▸ **Exercise prompt**
Below are the records; copy each line in them that holds the word "Duration".

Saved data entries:
◇ ◇ ◇ ◇ ◇ ◇ ◇
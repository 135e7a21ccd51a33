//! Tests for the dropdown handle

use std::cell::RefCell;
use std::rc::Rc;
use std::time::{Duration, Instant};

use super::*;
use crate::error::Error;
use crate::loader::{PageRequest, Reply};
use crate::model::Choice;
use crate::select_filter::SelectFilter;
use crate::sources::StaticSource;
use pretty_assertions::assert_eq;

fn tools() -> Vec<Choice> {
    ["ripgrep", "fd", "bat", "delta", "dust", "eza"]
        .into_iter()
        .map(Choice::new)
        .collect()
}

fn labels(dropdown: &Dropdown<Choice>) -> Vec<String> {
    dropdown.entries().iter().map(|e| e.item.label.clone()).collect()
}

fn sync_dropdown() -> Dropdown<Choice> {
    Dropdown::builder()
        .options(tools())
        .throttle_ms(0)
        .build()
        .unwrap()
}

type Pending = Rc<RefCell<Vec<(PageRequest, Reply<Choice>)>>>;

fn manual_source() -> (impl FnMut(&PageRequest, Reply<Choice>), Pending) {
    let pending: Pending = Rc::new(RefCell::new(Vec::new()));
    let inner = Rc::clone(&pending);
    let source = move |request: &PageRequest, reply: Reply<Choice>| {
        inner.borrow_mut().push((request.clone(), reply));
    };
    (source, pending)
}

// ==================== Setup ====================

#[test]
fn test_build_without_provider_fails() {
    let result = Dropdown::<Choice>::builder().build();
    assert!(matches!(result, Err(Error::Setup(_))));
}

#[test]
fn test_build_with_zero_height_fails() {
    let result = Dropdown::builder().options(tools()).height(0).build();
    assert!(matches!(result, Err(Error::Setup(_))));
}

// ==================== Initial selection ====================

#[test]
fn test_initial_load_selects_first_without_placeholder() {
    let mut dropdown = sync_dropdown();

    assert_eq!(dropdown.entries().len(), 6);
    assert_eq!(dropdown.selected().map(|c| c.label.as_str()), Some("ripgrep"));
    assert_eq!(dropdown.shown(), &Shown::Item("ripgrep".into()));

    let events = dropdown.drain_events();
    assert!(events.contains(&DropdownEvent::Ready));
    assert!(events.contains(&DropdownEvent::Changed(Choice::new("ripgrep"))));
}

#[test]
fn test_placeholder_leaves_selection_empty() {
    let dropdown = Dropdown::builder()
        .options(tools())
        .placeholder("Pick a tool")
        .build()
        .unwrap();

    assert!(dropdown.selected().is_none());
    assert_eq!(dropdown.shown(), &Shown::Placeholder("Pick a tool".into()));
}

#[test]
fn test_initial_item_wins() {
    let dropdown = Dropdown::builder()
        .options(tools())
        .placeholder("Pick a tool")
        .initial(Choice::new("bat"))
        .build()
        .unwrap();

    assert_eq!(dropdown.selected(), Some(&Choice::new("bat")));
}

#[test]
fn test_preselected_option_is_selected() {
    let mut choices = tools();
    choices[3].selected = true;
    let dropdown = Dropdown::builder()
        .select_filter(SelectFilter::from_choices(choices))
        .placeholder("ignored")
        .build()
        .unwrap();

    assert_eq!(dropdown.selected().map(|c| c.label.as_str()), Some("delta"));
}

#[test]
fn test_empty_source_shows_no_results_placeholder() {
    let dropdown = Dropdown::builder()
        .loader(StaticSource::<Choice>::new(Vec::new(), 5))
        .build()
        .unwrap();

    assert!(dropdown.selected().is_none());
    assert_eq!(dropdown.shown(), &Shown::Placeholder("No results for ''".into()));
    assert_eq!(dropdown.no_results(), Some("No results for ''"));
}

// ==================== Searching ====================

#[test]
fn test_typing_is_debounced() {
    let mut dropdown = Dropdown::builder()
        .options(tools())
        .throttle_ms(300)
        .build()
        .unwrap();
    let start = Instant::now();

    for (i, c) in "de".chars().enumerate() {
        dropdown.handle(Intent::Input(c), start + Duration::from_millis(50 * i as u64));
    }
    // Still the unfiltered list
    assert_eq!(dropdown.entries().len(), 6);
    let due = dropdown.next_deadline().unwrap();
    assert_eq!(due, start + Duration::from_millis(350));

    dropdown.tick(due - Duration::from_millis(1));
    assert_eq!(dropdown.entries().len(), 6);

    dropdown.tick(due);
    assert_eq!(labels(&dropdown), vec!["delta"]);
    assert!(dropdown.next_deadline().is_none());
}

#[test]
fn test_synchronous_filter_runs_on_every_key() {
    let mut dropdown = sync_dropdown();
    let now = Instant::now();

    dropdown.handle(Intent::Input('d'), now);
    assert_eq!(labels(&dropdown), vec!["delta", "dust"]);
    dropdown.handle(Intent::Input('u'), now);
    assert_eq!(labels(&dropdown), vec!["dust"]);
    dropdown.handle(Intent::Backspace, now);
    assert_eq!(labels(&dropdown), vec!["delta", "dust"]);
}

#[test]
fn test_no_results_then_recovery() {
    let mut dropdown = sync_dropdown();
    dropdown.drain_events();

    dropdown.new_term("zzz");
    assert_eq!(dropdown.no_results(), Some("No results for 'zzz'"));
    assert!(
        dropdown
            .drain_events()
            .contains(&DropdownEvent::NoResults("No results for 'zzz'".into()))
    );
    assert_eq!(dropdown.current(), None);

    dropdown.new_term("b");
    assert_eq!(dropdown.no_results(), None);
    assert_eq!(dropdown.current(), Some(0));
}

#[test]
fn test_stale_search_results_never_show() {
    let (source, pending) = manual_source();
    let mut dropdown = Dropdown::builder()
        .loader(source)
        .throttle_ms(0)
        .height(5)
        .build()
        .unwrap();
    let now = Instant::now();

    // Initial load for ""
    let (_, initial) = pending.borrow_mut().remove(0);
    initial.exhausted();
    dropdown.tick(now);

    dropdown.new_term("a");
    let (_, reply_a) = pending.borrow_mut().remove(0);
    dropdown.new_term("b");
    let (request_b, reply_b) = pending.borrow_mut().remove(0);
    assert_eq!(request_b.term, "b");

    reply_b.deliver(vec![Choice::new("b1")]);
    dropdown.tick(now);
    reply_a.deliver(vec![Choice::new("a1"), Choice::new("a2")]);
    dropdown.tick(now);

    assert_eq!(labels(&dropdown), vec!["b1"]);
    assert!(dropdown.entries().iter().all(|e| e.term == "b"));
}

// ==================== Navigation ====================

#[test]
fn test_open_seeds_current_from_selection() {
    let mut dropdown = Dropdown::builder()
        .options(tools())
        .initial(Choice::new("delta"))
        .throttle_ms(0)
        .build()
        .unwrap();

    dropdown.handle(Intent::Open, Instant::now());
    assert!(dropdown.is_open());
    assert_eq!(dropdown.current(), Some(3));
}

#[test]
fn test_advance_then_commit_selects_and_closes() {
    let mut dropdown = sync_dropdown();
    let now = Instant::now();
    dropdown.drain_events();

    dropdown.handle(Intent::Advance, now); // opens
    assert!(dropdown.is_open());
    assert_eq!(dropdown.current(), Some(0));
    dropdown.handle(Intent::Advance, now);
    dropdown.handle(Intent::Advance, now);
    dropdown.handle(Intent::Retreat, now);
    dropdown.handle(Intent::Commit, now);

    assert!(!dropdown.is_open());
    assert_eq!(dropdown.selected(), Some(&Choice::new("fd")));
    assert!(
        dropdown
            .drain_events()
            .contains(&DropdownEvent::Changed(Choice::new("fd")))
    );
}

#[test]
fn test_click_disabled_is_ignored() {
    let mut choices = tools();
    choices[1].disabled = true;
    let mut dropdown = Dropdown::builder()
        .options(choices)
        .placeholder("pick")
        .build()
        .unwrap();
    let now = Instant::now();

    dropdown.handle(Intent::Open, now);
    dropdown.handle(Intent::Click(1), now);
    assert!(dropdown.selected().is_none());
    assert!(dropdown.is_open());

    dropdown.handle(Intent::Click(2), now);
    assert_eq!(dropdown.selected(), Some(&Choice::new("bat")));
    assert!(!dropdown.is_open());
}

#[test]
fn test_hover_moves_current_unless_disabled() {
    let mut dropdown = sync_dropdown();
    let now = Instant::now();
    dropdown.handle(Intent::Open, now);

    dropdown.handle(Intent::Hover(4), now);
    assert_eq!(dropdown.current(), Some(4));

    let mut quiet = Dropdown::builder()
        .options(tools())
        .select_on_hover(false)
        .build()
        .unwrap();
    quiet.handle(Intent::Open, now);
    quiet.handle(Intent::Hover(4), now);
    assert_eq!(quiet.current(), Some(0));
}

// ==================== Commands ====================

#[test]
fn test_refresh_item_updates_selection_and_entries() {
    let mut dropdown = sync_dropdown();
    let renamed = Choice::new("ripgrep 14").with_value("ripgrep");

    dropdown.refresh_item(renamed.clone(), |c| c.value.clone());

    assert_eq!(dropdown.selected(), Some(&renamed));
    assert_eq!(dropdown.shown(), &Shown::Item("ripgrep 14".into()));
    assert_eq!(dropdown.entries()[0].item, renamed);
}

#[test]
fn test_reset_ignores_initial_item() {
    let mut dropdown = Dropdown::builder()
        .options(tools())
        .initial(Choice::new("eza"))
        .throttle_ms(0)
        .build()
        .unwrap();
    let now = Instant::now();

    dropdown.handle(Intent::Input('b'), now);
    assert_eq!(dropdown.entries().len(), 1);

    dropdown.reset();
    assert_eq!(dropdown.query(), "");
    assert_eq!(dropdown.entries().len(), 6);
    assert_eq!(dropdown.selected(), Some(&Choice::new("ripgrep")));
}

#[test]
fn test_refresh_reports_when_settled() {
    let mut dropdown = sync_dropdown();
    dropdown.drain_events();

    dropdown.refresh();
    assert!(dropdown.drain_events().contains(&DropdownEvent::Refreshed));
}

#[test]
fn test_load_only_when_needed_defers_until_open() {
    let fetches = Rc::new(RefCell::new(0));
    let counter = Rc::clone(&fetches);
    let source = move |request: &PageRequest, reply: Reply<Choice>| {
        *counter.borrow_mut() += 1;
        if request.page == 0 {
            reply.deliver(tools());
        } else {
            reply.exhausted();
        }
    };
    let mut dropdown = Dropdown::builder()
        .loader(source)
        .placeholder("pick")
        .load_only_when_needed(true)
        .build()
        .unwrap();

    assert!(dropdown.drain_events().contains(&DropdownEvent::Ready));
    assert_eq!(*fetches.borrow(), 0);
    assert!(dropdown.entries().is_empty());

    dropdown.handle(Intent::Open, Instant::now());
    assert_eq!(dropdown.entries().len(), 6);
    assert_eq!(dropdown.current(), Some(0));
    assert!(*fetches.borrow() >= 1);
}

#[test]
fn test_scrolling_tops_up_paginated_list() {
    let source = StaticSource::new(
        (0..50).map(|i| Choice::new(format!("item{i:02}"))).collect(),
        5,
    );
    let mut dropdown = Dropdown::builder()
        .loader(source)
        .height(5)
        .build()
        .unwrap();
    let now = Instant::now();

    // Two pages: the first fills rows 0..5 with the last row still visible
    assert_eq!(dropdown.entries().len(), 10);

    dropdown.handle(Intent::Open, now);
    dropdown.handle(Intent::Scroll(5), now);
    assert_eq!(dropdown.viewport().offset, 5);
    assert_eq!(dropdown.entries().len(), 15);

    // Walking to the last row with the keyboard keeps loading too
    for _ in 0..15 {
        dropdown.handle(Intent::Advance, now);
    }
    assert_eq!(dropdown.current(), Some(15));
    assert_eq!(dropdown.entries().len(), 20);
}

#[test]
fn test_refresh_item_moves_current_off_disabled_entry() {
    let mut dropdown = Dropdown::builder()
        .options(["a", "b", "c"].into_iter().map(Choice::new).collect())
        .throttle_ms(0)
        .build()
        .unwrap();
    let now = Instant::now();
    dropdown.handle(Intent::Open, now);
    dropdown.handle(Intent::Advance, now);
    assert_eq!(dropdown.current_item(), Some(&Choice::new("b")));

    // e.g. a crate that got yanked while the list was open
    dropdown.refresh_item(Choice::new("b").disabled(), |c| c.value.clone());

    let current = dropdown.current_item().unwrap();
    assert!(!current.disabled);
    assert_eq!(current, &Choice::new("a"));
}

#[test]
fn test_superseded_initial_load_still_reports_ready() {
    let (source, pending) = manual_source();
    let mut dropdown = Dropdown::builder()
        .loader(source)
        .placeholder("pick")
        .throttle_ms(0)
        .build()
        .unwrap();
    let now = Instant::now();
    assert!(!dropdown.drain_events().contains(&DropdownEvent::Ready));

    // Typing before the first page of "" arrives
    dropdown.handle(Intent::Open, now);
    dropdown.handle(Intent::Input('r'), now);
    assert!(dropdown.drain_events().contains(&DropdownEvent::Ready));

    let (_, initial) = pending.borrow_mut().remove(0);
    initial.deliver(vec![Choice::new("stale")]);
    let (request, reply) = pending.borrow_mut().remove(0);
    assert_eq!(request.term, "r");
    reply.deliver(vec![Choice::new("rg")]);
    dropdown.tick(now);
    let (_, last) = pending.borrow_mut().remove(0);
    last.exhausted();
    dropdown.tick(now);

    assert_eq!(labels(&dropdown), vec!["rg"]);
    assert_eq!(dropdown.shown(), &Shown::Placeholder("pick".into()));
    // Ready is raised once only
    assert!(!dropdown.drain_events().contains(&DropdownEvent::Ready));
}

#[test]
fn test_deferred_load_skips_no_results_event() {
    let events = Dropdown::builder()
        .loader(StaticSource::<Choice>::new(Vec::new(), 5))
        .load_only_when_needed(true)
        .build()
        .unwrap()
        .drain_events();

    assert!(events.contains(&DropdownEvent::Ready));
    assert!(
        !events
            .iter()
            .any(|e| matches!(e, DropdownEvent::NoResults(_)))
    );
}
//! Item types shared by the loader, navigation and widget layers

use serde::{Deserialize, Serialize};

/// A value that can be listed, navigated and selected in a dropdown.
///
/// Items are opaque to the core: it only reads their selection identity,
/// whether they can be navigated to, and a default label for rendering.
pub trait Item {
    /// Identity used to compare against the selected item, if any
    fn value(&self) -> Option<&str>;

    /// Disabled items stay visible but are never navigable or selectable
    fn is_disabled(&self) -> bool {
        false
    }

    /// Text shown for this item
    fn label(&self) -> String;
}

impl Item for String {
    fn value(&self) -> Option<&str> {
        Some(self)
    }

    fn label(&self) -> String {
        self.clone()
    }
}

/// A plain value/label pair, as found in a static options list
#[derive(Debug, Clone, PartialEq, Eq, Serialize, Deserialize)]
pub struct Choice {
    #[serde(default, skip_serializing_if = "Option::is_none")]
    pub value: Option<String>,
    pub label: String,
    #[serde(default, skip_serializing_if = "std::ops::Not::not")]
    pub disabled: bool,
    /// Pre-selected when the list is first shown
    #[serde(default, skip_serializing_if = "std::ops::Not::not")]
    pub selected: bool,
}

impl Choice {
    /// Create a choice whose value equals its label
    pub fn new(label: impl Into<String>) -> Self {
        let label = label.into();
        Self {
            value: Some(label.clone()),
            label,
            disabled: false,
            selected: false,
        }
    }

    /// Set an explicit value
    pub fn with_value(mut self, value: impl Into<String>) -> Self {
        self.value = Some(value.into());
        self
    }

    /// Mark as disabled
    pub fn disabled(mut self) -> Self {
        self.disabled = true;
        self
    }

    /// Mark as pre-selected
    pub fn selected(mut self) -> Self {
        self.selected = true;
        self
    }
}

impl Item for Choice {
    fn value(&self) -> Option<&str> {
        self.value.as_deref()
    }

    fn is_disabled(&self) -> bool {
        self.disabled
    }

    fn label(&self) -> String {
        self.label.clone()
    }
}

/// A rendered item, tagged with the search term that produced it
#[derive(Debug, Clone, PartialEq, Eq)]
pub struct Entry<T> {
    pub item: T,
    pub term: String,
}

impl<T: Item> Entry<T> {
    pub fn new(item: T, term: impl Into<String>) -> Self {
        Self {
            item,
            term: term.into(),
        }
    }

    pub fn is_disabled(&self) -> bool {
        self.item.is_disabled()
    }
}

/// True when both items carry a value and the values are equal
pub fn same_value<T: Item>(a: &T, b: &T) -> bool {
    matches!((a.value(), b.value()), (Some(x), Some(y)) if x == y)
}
◇ ◇ ◇ ◇ ◇ ◇ ◇
▸ **Output of the task**
use std::time::{Duration, Instant};
        dropdown.handle(Intent::Input(c), start + Duration::from_millis(50 * i as u64));
    assert_eq!(due, start + Duration::from_millis(350));
    dropdown.tick(due - Duration::from_millis(1));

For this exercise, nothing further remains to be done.